**Task statement**
Each line of the data should be given again exactly.
Segment Start: Task data
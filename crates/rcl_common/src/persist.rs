//! Final configuration merge, write with backup, and closed-loop reload.
//!
//! The written file is never trusted: it is read back and put through the
//! schema checks plus a semantic pass against the detected topology.

use crate::error::{RclError, Result};
use crate::network::{check_ipv4_format, is_valid_fqdn, NetworkTopology};
use crate::schema::{self, ConfigValidator, Configuration, CONFIGURABLE_FIELDS};
use std::fs;
use std::io;
use std::net::Ipv4Addr;
use std::path::{Path, PathBuf};
use tracing::{debug, error, info, warn};

/// Values derived on this host during the run
#[derive(Debug, Clone, PartialEq, Eq)]
pub struct DerivedValues {
    pub domain: String,
    pub utility_hostname: String,
    pub campus_ip: Ipv4Addr,
    pub image_version: String,
}

/// Outcome of reading back the written configuration
#[derive(Debug, Clone, PartialEq, Eq)]
pub struct Revalidation {
    pub config: Configuration,
    pub errors: u32,
}

impl Revalidation {
    pub fn passed(&self) -> bool {
        self.errors == 0
    }
}

pub struct ConfigPersister {
    path: PathBuf,
    backup_dir: PathBuf,
    stamp: String,
}

impl ConfigPersister {
    /// `stamp` names the backup and should match the run's log file
    pub fn new(path: impl Into<PathBuf>, backup_dir: impl Into<PathBuf>, stamp: impl Into<String>) -> Self {
        Self {
            path: path.into(),
            backup_dir: backup_dir.into(),
            stamp: stamp.into(),
        }
    }

    pub fn path(&self) -> &Path {
        &self.path
    }

    /// Layer derived values and static constants over the configurable
    /// fields. Static values always win.
    pub fn merge(
        validated: &Configuration,
        derived: &DerivedValues,
        statics: &[(&str, &str)],
    ) -> Configuration {
        let mut merged: Configuration = validated
            .iter()
            .filter(|(key, _)| CONFIGURABLE_FIELDS.contains(key))
            .collect();

        merged.insert(schema::CONTAINER_DOMAIN_NAME, derived.domain.as_str());
        merged.insert(schema::UTILITY_HOSTNAME_KEY, derived.utility_hostname.as_str());
        merged.insert(schema::CAMPUS_INTERFACE_IP, derived.campus_ip.to_string());
        merged.insert(schema::IMAGE_VERSION, derived.image_version.as_str());

        for (key, value) in statics {
            merged.insert(*key, *value);
        }
        merged
    }

    pub fn backup_path(&self) -> PathBuf {
        let name = self
            .path
            .file_name()
            .map(|n| n.to_string_lossy().into_owned())
            .unwrap_or_else(|| "config".to_string());
        self.backup_dir.join(format!("{}_{}", name, self.stamp))
    }

    /// Move the current file aside and write `cfg` in its place.
    ///
    /// `cfg` is serialized before anything on disk changes.
    ///
    /// Returns the backup path when a previous file existed.
    pub fn write(&self, cfg: &Configuration) -> Result<Option<PathBuf>> {
        let persist_err = |source: io::Error| RclError::Persist {
            path: self.path.clone(),
            source,
        };

        let text = cfg
            .to_yaml()
            .map_err(|e| persist_err(io::Error::new(io::ErrorKind::InvalidData, e)))?;

        let backup = if self.path.exists() {
            fs::create_dir_all(&self.backup_dir).map_err(persist_err)?;
            let backup = self.backup_path();
            debug!("Going to move {} as {}", self.path.display(), backup.display());
            fs::rename(&self.path, &backup).map_err(persist_err)?;
            debug!("Moved {} as {}", self.path.display(), backup.display());
            Some(backup)
        } else {
            None
        };

        debug!("Going to write information into YML file {}", self.path.display());
        fs::write(&self.path, text).map_err(|e| {
            error!("Cannot write information into YML file {}", self.path.display());
            persist_err(e)
        })?;
        debug!("YML file {} has successfully been written", self.path.display());
        Ok(backup)
    }

    /// Reload the written file and count every failed check
    pub fn reload_and_revalidate(&self, detected: &NetworkTopology) -> Result<Revalidation> {
        debug!("Going to reload with freshly created file");
        let validator = ConfigValidator::new(&self.path);
        let config = validator.load()?;

        let statics = validator.check_static(&config);
        let mut errors = statics.error_count;
        if !statics.ok {
            error!("Static keys did not pass the test. Did you manually edit the file?");
            return Ok(Revalidation { config, errors });
        }

        if !validator.check_configurable(&config) {
            warn!("The file {} does not have all the required entries", self.path.display());
            errors += 1;
            return Ok(Revalidation { config, errors });
        }

        // Both key sets are present past this point.
        let field = |key: &str| config.get(key).unwrap_or_default();
        let domain = field(schema::CONTAINER_DOMAIN_NAME);
        let container = field(schema::CONTAINER_HOSTNAME);
        let campus_ip = field(schema::CAMPUS_INTERFACE_IP);
        let ras_ip = field(schema::RAS_INTERFACE_IP);

        let mut tally = |ok: bool, what: String| {
            if ok {
                debug!("{} passes the check", what);
            } else {
                errors += 1;
                warn!("{} does not pass the check", what);
            }
        };

        tally(is_valid_fqdn("anyhost", domain), format!("The domain {}", domain));
        tally(
            is_valid_fqdn(container, domain),
            format!("The container FQDN {}.{}", container, domain),
        );
        tally(check_ipv4_format(campus_ip), format!("The CAMPUS IP {}", campus_ip));
        tally(
            campus_ip == detected.campus.to_string(),
            format!("The CAMPUS IP {} as detected on this system", campus_ip),
        );
        tally(check_ipv4_format(ras_ip), format!("The RAS IP {}", ras_ip));
        tally(
            ras_ip == detected.ras.to_string(),
            format!("The RAS IP {} as detected on this system", ras_ip),
        );

        if errors == 0 {
            info!("All configurable variables checked passed");
        } else {
            error!(
                "Not all entries on the file checks passed. Please review the ERROR message[s] above this one"
            );
        }
        Ok(Revalidation { config, errors })
    }
}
Segment End: Task data
**Answer space**
filename crates/rcl_common/src/persist.rs
//! Final configuration merge, write with backup, and closed-loop reload.
//!
//! The written file is never trusted: it is read back and put through the
//! schema checks plus a semantic pass against the detected topology.

use crate::error::{RclError, Result};
use crate::network::{check_ipv4_format, is_valid_fqdn, NetworkTopology};
use crate::schema::{self, ConfigValidator, Configuration, CONFIGURABLE_FIELDS};
use std::fs;
use std::io;
use std::net::Ipv4Addr;
use std::path::{Path, PathBuf};
use tracing::{debug, error, info, warn};

/// Values derived on this host during the run
#[derive(Debug, Clone, PartialEq, Eq)]
pub struct DerivedValues {
    pub domain: String,
    pub utility_hostname: String,
    pub campus_ip: Ipv4Addr,
    pub image_version: String,
}

/// Outcome of reading back the written configuration
#[derive(Debug, Clone, PartialEq, Eq)]
pub struct Revalidation {
    pub config: Configuration,
    pub errors: u32,
}

impl Revalidation {
    pub fn passed(&self) -> bool {
        self.errors == 0
    }
}

pub struct ConfigPersister {
    path: PathBuf,
    backup_dir: PathBuf,
    stamp: String,
}

impl ConfigPersister {
    /// `stamp` names the backup and should match the run's log file
    pub fn new(path: impl Into<PathBuf>, backup_dir: impl Into<PathBuf>, stamp: impl Into<String>) -> Self {
        Self {
            path: path.into(),
            backup_dir: backup_dir.into(),
            stamp: stamp.into(),
        }
    }

    pub fn path(&self) -> &Path {
        &self.path
    }

    /// Layer derived values and static constants over the configurable
    /// fields. Static values always win.
    pub fn merge(
        validated: &Configuration,
        derived: &DerivedValues,
        statics: &[(&str, &str)],
    ) -> Configuration {
        let mut merged: Configuration = validated
            .iter()
            .filter(|(key, _)| CONFIGURABLE_FIELDS.contains(key))
            .collect();

        merged.insert(schema::CONTAINER_DOMAIN_NAME, derived.domain.as_str());
        merged.insert(schema::UTILITY_HOSTNAME_KEY, derived.utility_hostname.as_str());
        merged.insert(schema::CAMPUS_INTERFACE_IP, derived.campus_ip.to_string());
        merged.insert(schema::IMAGE_VERSION, derived.image_version.as_str());

        for (key, value) in statics {
            merged.insert(*key, *value);
        }
        merged
    }

    pub fn backup_path(&self) -> PathBuf {
        let name = self
            .path
            .file_name()
            .map(|n| n.to_string_lossy().into_owned())
            .unwrap_or_else(|| "config".to_string());
        self.backup_dir.join(format!("{}_{}", name, self.stamp))
    }

    /// Move the current file aside and write `cfg` in its place.
    ///
    /// `cfg` is serialized before anything on disk changes.
    ///
    /// Returns the backup path when a previous file existed.
    pub fn write(&self, cfg: &Configuration) -> Result<Option<PathBuf>> {
        let persist_err = |source: io::Error| RclError::Persist {
            path: self.path.clone(),
            source,
        };

        let text = cfg
            .to_yaml()
            .map_err(|e| persist_err(io::Error::new(io::ErrorKind::InvalidData, e)))?;

        let backup = if self.path.exists() {
            fs::create_dir_all(&self.backup_dir).map_err(persist_err)?;
            let backup = self.backup_path();
            debug!("Going to move {} as {}", self.path.display(), backup.display());
            fs::rename(&self.path, &backup).map_err(persist_err)?;
            debug!("Moved {} as {}", self.path.display(), backup.display());
            Some(backup)
        } else {
            None
        };

        debug!("Going to write information into YML file {}", self.path.display());
        fs::write(&self.path, text).map_err(|e| {
            error!("Cannot write information into YML file {}", self.path.display());
            persist_err(e)
        })?;
        debug!("YML file {} has successfully been written", self.path.display());
        Ok(backup)
    }

    /// Reload the written file and count every failed check
    pub fn reload_and_revalidate(&self, detected: &NetworkTopology) -> Result<Revalidation> {
        debug!("Going to reload with freshly created file");
        let validator = ConfigValidator::new(&self.path);
        let config = validator.load()?;

        let statics = validator.check_static(&config);
        let mut errors = statics.error_count;
        if !statics.ok {
            error!("Static keys did not pass the test. Did you manually edit the file?");
            return Ok(Revalidation { config, errors });
        }

        if !validator.check_configurable(&config) {
            warn!("The file {} does not have all the required entries", self.path.display());
            errors += 1;
            return Ok(Revalidation { config, errors });
        }

        // Both key sets are present past this point.
        let field = |key: &str| config.get(key).unwrap_or_default();
        let domain = field(schema::CONTAINER_DOMAIN_NAME);
        let container = field(schema::CONTAINER_HOSTNAME);
        let campus_ip = field(schema::CAMPUS_INTERFACE_IP);
        let ras_ip = field(schema::RAS_INTERFACE_IP);

        let mut tally = |ok: bool, what: String| {
            if ok {
                debug!("{} passes the check", what);
            } else {
                errors += 1;
                warn!("{} does not pass the check", what);
            }
        };

        tally(is_valid_fqdn("anyhost", domain), format!("The domain {}", domain));
        tally(
            is_valid_fqdn(container, domain),
            format!("The container FQDN {}.{}", container, domain),
        );
        tally(check_ipv4_format(campus_ip), format!("The CAMPUS IP {}", campus_ip));
        tally(
            campus_ip == detected.campus.to_string(),
            format!("The CAMPUS IP {} as detected on this system", campus_ip),
        );
        tally(check_ipv4_format(ras_ip), format!("The RAS IP {}", ras_ip));
        tally(
            ras_ip == detected.ras.to_string(),
            format!("The RAS IP {} as detected on this system", ras_ip),
        );

        if errors == 0 {
            info!("All configurable variables checked passed");
        } else {
            error!(
                "Not all entries on the file checks passed. Please review the ERROR message[s] above this one"
            );
        }
        Ok(Revalidation { config, errors })
    }
}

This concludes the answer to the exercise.